§ **Activity**: Copy all entries exactly.

§ **Material for this task**:
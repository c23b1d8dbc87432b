pub mod audio;
pub mod config;
pub mod continuity;
pub mod error;
pub mod nats;
pub mod recognizer;

pub use audio::{AudioCapture, AudioChunk, CaptureConfig, FileCapture, MicCapture};
pub use config::Config;
pub use continuity::{
    BridgePlan, ContinuityManager, ContinuityState, RelayStats, StreamState, TranscriptFragment,
    TranscriptSink,
};
pub use error::RelayError;
pub use nats::{BroadcastClient, TranscriptEventMessage};
pub use recognizer::{
    NatsRecognizer, RecognitionResult, RecognitionSession, RecognizerConfig, RecognizerService,
    SessionEvent,
};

§ **Answer to this exercise**:
repository c23b1d8dbc87432b
pub mod audio;
pub mod config;
pub mod continuity;
pub mod error;
pub mod nats;
pub mod recognizer;

pub use audio::{AudioCapture, AudioChunk, CaptureConfig, FileCapture, MicCapture};
pub use config::Config;
pub use continuity::{
    BridgePlan, ContinuityManager, ContinuityState, RelayStats, StreamState, TranscriptFragment,
    TranscriptSink,
};
pub use error::RelayError;
pub use nats::{BroadcastClient, TranscriptEventMessage};
pub use recognizer::{
    NatsRecognizer, RecognitionResult, RecognitionSession, RecognizerConfig, RecognizerService,
    SessionEvent,
};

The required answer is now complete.